Exercise = Since only the total matters, count the lines of these entries containing the word "bool" and write that total alone.

Task input START

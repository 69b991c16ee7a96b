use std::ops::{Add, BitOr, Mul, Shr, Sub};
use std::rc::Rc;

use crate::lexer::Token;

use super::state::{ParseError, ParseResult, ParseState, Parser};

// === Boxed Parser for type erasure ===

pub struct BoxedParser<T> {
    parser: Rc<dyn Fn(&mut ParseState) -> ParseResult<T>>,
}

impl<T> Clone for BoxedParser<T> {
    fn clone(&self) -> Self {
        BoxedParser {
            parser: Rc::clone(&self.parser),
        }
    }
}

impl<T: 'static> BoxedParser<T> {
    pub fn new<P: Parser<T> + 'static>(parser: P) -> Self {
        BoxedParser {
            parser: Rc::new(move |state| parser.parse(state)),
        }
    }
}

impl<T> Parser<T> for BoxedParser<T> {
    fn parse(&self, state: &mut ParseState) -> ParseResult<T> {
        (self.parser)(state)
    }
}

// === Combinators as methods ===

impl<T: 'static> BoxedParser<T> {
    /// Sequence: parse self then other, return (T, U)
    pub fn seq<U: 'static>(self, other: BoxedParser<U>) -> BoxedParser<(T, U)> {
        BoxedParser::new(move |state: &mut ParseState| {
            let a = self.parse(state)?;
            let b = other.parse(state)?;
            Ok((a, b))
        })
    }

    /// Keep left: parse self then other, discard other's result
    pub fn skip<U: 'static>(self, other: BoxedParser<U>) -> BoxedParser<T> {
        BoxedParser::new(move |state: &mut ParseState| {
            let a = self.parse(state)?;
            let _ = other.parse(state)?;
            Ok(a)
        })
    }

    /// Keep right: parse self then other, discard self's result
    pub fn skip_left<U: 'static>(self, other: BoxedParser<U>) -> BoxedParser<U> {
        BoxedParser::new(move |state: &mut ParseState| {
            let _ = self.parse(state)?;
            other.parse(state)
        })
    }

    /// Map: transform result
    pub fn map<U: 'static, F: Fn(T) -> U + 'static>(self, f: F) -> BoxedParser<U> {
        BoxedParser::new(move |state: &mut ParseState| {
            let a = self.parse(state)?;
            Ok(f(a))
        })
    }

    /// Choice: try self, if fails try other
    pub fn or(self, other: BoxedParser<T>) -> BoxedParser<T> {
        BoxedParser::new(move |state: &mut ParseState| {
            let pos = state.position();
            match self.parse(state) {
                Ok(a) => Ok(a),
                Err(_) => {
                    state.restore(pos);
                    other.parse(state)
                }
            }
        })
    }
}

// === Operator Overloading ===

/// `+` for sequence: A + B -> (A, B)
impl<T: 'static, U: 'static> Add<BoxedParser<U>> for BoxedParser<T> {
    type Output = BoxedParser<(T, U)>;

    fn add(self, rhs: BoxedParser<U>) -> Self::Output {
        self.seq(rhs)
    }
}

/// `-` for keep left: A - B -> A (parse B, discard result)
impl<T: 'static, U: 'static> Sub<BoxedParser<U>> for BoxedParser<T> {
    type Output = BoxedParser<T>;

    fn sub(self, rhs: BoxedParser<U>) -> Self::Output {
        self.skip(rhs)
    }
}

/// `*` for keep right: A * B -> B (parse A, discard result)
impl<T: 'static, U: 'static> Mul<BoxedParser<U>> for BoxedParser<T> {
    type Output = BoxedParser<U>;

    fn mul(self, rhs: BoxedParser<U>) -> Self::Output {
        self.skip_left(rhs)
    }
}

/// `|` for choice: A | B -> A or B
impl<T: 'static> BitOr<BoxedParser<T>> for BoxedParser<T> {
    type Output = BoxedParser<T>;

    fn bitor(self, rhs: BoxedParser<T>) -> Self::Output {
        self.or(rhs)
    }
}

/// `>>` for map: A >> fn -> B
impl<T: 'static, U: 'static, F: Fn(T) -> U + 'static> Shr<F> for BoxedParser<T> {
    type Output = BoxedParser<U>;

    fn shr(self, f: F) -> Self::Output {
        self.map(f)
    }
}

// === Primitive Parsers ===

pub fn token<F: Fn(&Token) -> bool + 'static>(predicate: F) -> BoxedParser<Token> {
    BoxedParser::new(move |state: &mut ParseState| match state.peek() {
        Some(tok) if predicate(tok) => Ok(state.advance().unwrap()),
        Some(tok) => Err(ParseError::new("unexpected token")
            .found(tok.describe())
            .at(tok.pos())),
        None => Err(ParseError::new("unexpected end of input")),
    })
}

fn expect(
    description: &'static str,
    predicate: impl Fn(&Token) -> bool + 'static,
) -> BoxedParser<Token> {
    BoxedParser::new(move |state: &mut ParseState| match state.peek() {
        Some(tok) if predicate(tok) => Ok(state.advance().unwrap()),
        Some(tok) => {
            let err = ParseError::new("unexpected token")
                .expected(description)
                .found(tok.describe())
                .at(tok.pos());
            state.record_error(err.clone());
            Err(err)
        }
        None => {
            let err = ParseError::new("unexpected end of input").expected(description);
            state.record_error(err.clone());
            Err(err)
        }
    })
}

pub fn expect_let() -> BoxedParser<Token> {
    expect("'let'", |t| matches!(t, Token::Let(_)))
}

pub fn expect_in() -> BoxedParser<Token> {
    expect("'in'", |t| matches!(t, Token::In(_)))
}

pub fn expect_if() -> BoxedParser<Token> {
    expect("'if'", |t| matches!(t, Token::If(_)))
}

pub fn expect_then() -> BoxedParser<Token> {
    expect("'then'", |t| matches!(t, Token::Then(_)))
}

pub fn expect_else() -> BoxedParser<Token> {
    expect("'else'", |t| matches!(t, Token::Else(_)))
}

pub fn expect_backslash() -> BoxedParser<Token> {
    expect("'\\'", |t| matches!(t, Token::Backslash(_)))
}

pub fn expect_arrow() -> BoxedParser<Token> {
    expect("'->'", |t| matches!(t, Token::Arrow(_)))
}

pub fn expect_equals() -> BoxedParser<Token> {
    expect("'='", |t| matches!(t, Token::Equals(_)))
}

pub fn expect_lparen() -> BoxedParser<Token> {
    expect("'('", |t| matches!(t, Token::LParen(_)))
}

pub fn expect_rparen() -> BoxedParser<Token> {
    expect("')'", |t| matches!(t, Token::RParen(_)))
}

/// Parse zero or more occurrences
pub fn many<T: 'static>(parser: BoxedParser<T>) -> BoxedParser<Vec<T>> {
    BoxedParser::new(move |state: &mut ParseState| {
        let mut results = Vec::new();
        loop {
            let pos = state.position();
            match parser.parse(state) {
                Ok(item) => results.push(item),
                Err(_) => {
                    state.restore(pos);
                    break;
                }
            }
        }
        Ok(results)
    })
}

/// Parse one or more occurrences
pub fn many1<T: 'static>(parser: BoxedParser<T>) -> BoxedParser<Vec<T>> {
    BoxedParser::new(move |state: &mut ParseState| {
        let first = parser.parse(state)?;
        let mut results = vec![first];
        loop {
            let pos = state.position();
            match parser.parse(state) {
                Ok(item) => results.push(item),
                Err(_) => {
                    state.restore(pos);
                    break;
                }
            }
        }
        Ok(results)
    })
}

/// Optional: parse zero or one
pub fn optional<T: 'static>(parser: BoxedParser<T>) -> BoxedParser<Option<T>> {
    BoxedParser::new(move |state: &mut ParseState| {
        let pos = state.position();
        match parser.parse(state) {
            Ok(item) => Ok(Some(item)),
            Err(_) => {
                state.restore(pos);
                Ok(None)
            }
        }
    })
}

Task input END

Completed exercise = 2